- Elizabeth Janeway, from a 1959 magazine
- Born: Elizabeth Ames Hall October 7, 1913 Brooklyn, New York
- Died: January 15, 2005 (age 91) Rye, New York
- Education: B.A., Barnard College
- Occupation: Author
- Spouse: Eliot Janeway
- Children: Michael C. Janeway William H. Janeway

= Elizabeth Janeway =

American novelist

Elizabeth Janeway (née Hall) (October 7, 1913 – January 15, 2005) was an American author and critic.

==Biography==
Born Elizabeth Ames Hall in Brooklyn, New York, her naval architect father and homemaker mother fell on hard times during the Depression, leading her to end her Swarthmore College education and help support the family by creating bargain-basement sale slogans. She graduated from Barnard College in 1935.

Intent on becoming an author, Janeway took the same creative writing class again and again to help hone her craft. While working on her first novel, The Walsh Girls, she met and married Eliot Janeway, a much-quoted economist, who later enjoyed some influence with Presidents Franklin Delano Roosevelt and Lyndon B. Johnson; he was known as "Calamity Janeway" for his pessimistic economic forecasts. Elizabeth described Eliot as "the most intelligent man I had ever met."

The Janeways socialized with United States Supreme Court justices and many other public figures of the day. She recommended Erica Jong's Fear of Flying to Justice William O. Douglas.

At the behest of labor organizer Walter Reuther, she aided General Motors workers during their strike against the company in the mid-1940s.

Janeway completed Girls in 1943 while awaiting the birth of her second child; she signed the contract with the publishers while en route to the hospital. A later novel, The Question of Gregory (1949), attracted attention for the eerie similarities between Gregory and James Forrestal, U.S. Defense Secretary and an acquaintance of the Janeways who had committed suicide. Janeway denied any connection between fact and fiction; she said the real theme of the book was "liberals in trouble".

Janeway wrote seven novels. Daisy Kenyon (1945) was adapted into a film of the same name starring Joan Crawford. For a time, Janeway wrote book reviews for The New York Times. In that capacity, she introduced writer Anthony Powell and served as a champion of controversial works such as Lolita. She was also a reviewer for Ms..

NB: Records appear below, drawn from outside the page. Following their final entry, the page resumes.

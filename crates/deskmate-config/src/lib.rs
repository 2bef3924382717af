// SPDX-FileCopyrightText: 2026 Deskmate Contributors
// SPDX-License-Identifier: MIT OR Apache-2.0

//! Configuration system for the Deskmate employee assistant.
//!
//! Provides TOML configuration parsing with strict validation (`deny_unknown_fields`),
//! XDG file hierarchy lookup, and environment variable overrides.
//!
//! # Usage
//!
//! ```no_run
//! use deskmate_config::load_and_validate;
//!
//! let config = load_and_validate().expect("config errors");
//! println!("Assistant name: {}", config.agent.name);
//! ```

pub mod loader;
pub mod model;
pub mod validation;

pub use loader::{load_config, load_config_from_path, load_config_from_str};
pub use model::DeskmateConfig;
pub use validation::{validate_config, ConfigError};

/// Load configuration from the XDG hierarchy and validate it.
///
/// This is the high-level entry point that loads config from TOML files
/// plus env vars via Figment, then runs post-deserialization validation.
pub fn load_and_validate() -> Result<DeskmateConfig, Vec<ConfigError>> {
    match loader::load_config() {
        Ok(config) => {
            validation::validate_config(&config)?;
            Ok(config)
        }
        Err(err) => Err(vec![ConfigError::Parse(Box::new(err))]),
    }
}

/// Load configuration from a TOML string and validate it.
///
/// Useful for testing and explicit configuration.
pub fn load_and_validate_str(toml_content: &str) -> Result<DeskmateConfig, Vec<ConfigError>> {
    match loader::load_config_from_str(toml_content) {
        Ok(config) => {
            validation::validate_config(&config)?;
            Ok(config)
        }
        Err(err) => Err(vec![ConfigError::Parse(Box::new(err))]),
    }
}
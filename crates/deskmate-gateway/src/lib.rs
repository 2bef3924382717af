// SPDX-FileCopyrightText: 2026 Deskmate Contributors
// SPDX-License-Identifier: MIT OR Apache-2.0

//! HTTP gateway for the Deskmate assistant.
//!
//! Exposes the REST API: employee registration and lookup, the chat
//! endpoint driving the conversation engine, and memory inspection.

pub mod handlers;
pub mod server;

pub use server::{router, start_server, GatewayState, ServerConfig};

#[cfg(test)]
mod tests {
    use super::*;

    #[test]
    fn server_config_is_cloneable() {
        let config = ServerConfig {
            host: "127.0.0.1".to_string(),
            port: 3001,
        };
        let copy = config.clone();
        assert_eq!(copy.host, config.host);
        assert_eq!(copy.port, 3001);
    }
}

From 1965 to 1969, she served as president of the Authors Guild, addressing lawmakers about copyright protection and other matters.

Many of Janeway's early works focused on the family situation, with occasional glimpses at the struggles of women in modern society. In the early 1970s, she took a more explicitly feminist path with works such as Man's World, Woman's Place: A Study of Social Mythology. She befriended Betty Friedan, Gloria Steinem, and Kate Millett, and she was strongly in favor of abortion rights. Janeway continued to write and go on lecture tours. She learned Russian so she could read Turgenev and Chekhov in the original.

Janeway was a judge for the National Book Awards in 1955 and for the Pulitzer Prize in 1971. She was an executive of International PEN. At its 1981 commencement ceremonies, her alma mater Barnard College awarded Janeway its highest honor, the Barnard Medal of Distinction.

Elizabeth Hall Janeway died in 2005 at her home Rye, New York. She was survived by two sons: Michael Janeway , professor at the Columbia Graduate School of Journalism, editor of The Boston Globe, and an executive with the Atlantic Monthly; and William H. Janeway, until 2006 a vice chairman at Warburg Pincus.

The Star Trek: Voyager character Kathryn Janeway originally shared her name, but writers changed the name after learning of her.